Pour voir son ombre, il faut avoir le soleil dans le dos. La vue doit être bien dégagée (typiquement, un sommet en montagne), et surtout, il doit y avoir de la brume ou des nuages en contrebas : les gouttelettes d’eau doivent être situées plus bas que vous, et le soleil doit évidemment être dégagé. Plus la couche de brume, ou de nuages, est basse, plus l’ombre semble grande. Les mouvements incessants de la brume font bouger l’ombre, et donnent l’impression qu’elle est en vie !
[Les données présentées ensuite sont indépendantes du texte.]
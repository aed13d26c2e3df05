//! Application context tests

use std::sync::Arc;

use serde_json::{Value, json};
use waypoint_domain::constants::CACHE_SERVICE_NAME;
use waypoint_domain::value_objects::IntegrationMode;
use waypoint_infrastructure::AppContext;
use waypoint_infrastructure::cache::{InMemoryConnector, MemoizeOptions};
use waypoint_infrastructure::config::AppConfig;
use waypoint_infrastructure::flags::IntegrationFlags;
use waypoint_infrastructure::operations::CLASSIFY_CONTENT_OPERATION;

struct Fixture {
    context: AppContext,
    direct: Arc<InMemoryConnector>,
    mcp: Arc<InMemoryConnector>,
}

fn fixture(mode: IntegrationMode) -> Fixture {
    let flags = Arc::new(IntegrationFlags::new(mode));
    let direct = Arc::new(InMemoryConnector::new("direct-memory"));
    let mcp = Arc::new(InMemoryConnector::new("mcp-memory"));
    let context =
        AppContext::bootstrap_with(AppConfig::default(), flags, direct.clone(), mcp.clone())
            .unwrap();
    Fixture {
        context,
        direct,
        mcp,
    }
}

#[tokio::test]
async fn test_bootstrap_registers_cache_lazily() {
    let f = fixture(IntegrationMode::Direct);

    let statuses = f.context.registry().list_services();
    assert!(statuses.contains_key(CACHE_SERVICE_NAME));
    assert!(!statuses[CACHE_SERVICE_NAME].is_connected);
    assert_eq!(f.direct.connects(), 0);
    assert!(
        f.context
            .operations()
            .names()
            .contains(&CLASSIFY_CONTENT_OPERATION.to_string())
    );
}

#[tokio::test]
async fn test_cache_is_shared() {
    let f = fixture(IntegrationMode::Direct);

    let a = f.context.cache().await.unwrap();
    let b = f.context.cache().await.unwrap();
    assert!(Arc::ptr_eq(&a, &b));

    a.set("k", "v", None).await;
    assert_eq!(b.get("k").await, Some("v".to_string()));
    assert_eq!(f.direct.connects(), 1);
}

#[tokio::test]
async fn test_switch_mode_rebuilds_cache() {
    let f = fixture(IntegrationMode::Direct);
    let before = f.context.cache().await.unwrap();

    let instance = f
        .context
        .switch_mode(CACHE_SERVICE_NAME, IntegrationMode::Mcp)
        .await
        .unwrap();
    assert_eq!(instance.implementation(), "mcp-memory");

    let after = f.context.cache().await.unwrap();
    assert!(!Arc::ptr_eq(&before, &after));
    assert_eq!((f.direct.connects(), f.mcp.connects()), (1, 1));
    // the replaced client was closed
    assert!(before.ping().await.is_err());
    assert_eq!(
        f.context.flags().mode(CACHE_SERVICE_NAME),
        IntegrationMode::Mcp
    );
}

#[tokio::test]
async fn test_switch_mode_on_unknown_service_fails() {
    let f = fixture(IntegrationMode::Direct);
    assert!(
        f.context
            .switch_mode("flights", IntegrationMode::Mcp)
            .await
            .is_err()
    );
    assert_eq!(f.context.flags().mode("flights"), IntegrationMode::Direct);
}

#[tokio::test]
async fn test_registered_operations_memoize_through_registry() {
    let mut f = fixture(IntegrationMode::Direct);
    f.context
        .register_operations(|ops, cache| {
            ops.register_cached(
                "echo",
                cache,
                MemoizeOptions::new("echo"),
                |params: Value| async move { Ok(json!({ "echo": params })) },
            )
        })
        .unwrap();

    let result = f
        .context
        .operations()
        .execute("echo", json!({ "q": "history of Rome" }))
        .await
        .unwrap();
    assert_eq!(result["echo"]["q"], json!("history of Rome"));

    let cache = f.context.cache().await.unwrap();
    assert_eq!(cache.keys("echo:*").await.unwrap().len(), 1);
}

#[tokio::test]
async fn test_shutdown_closes_services() {
    let f = fixture(IntegrationMode::Direct);
    let cache = f.context.cache().await.unwrap();

    f.context.shutdown().await.unwrap();
    assert!(cache.ping().await.is_err());
    assert!(!f.context.registry().list_services()[CACHE_SERVICE_NAME].is_connected);
}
La gloire n’est pas toujours visible : sa formation est due à la diffusion de la lumière solaire par les gouttelettes d’eau, et la couleur observée au phénomène de dispersion (c’est ce dernier qui permet d’expliquer les couleurs de l’arc-en-ciel). L’ouverture angulaire du halo (autour de 10°, parfois un peu plus) est bien plus faible que celle d’un arc-en-ciel (42°), et contrairement à ce dernier, son diamètre dépend de la grosseur des gouttelettes : plus les gouttes sont petites, plus le halo a une ouverture angulaire importante. Dans un arc-en-ciel, la taille des gouttes est de l’ordre d’une fraction de millimètre, voire plus, alors que pour les gloires, la taille des gouttelettes mises en jeu est généralement de l’ordre de 10 micromètres. D’un point de vue théorique, les deux se traitent différemment : l’arc-en-ciel s’explique très bien à l’aide de l’optique géométrique, tandis que les gloires nécessitent une théorie beaucoup plus élaborée. En effet, l’optique géométrique ne s’applique pas à de si petits objets, et les théories habituelles sur la diffraction ne donnent pas de bons résultats sur la position des anneaux et leur polarisation.
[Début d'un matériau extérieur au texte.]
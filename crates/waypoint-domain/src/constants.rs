//! Domain constants
//!
//! Values that are part of the domain contract: TTL buckets, key layout and
//! environment variable naming. Infrastructure tunables live in
//! `waypoint_infrastructure::constants`.

// ============================================================================
// CONTENT TTL CONSTANTS
// ============================================================================

/// TTL for realtime content (1 minute)
pub const TTL_REALTIME_SECS: u64 = 60;

/// TTL for time-sensitive content (15 minutes)
pub const TTL_TIME_SENSITIVE_SECS: u64 = 900;

/// TTL for content that changes daily (24 hours)
pub const TTL_DAILY_SECS: u64 = 86_400;

/// TTL for semi-static content (7 days)
pub const TTL_SEMI_STATIC_SECS: u64 = 7 * 86_400;

/// TTL for static reference content (30 days)
pub const TTL_STATIC_SECS: u64 = 30 * 86_400;

// ============================================================================
// KEY LAYOUT CONSTANTS
// ============================================================================

/// Separator between a namespace and the rest of a key
pub const KEY_SEPARATOR: &str = ":";

/// Prefix of the derived key holding a distributed lock
pub const LOCK_KEY_PREFIX: &str = "lock";

/// `TTL` reply for a key that exists without expiry
pub const TTL_NO_EXPIRY: i64 = -1;

/// `TTL` reply for a key that does not exist
pub const TTL_KEY_ABSENT: i64 = -2;

// ============================================================================
// INTEGRATION CONSTANTS
// ============================================================================

/// Prefix of per-service integration mode variables
pub const INTEGRATION_ENV_PREFIX: &str = "FEATURE_";

/// Suffix of per-service integration mode variables
pub const INTEGRATION_ENV_SUFFIX: &str = "_INTEGRATION";

/// Registry name of the distributed cache service
pub const CACHE_SERVICE_NAME: &str = "cache";
//! Application configuration root

use serde::{Deserialize, Serialize};

use super::{CacheConfig, IntegrationConfig, LockConfig, LoggingConfig};

/// Main application configuration
#[derive(Debug, Clone, Default, Serialize, Deserialize)]
#[serde(default)]
pub struct AppConfig {
    /// Cache backends and client behavior
    pub cache: CacheConfig,

    /// Distributed lock defaults
    pub lock: LockConfig,

    /// Per-service integration mode defaults
    pub integrations: IntegrationConfig,

    /// Logging configuration
    pub logging: LoggingConfig,
}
La théorie utilisée pour la diffusion de la lumière dans ces petites gouttelettes est la diffusion de Mie (diffusion par des gouttelettes sphériques de taille un peu plus grande que la longueur d’onde). La théorie de Mie nécessitent des calculs longs et difficiles dont le point de départ sont les équations de Maxwell ; elle donne de bons résultats théoriques (à l’aide de calculs numériques), mais ne permet pas réellement de comprendre le mécanisme de la formation de la gloire. Pour comprendre le phénomène, il faut faire intervenir des interférences entre des ondes de surface (ondes qui se propagent sur la surface de la goutte), mais cela reste encore un sujet ouvert de recherche et tout n’est pas très bien compris. Si vous souhaitez plus d’informations sur la théorie de Mie et les gloires, vous pouvez consulter le site de Philip Laven

Il ne faut pas confondre la gloire avec le halo coloré que l’on observe souvent autour du soleil (attention à vos yeux !), ou de la lune, lorsqu’il y a quelques nuages hauts à proximité de ces astres. En effet, ces halos sont dus aux cristaux de glace qui composent ces nuages, et qui dévient et dispersent la lumière. Pour en savoir plus sur les phénomènes optiques atmosphériques, vous pouvez consulter ce site.

Anecdotes ou liens intéressants sur le spectre de Brocken

Ce phénomène tire son nom d’un sommet en Allemagne, le Brocken, sur lequel les conditions d’observation sont très souvent réunies.

Il est assez courant d’observer ce phénomène en avion ! On observe alors le spectre de Brocken de l’avion sur les nuages situés en-dessous, et une gloire l’entoure (en fait, elle est centrée sur l’endroit de l’avion où se situe votre siège !). Bien que plus facile à observer, je trouve cela moins impressionnant, et moins poétique, que de voir son propre spectre en montagne !

Charles Baudelaire a écrit un petit essai sur le spectre de Brocken dans Les Paradis artificiels. Vous pouvez le consulter sur ce site.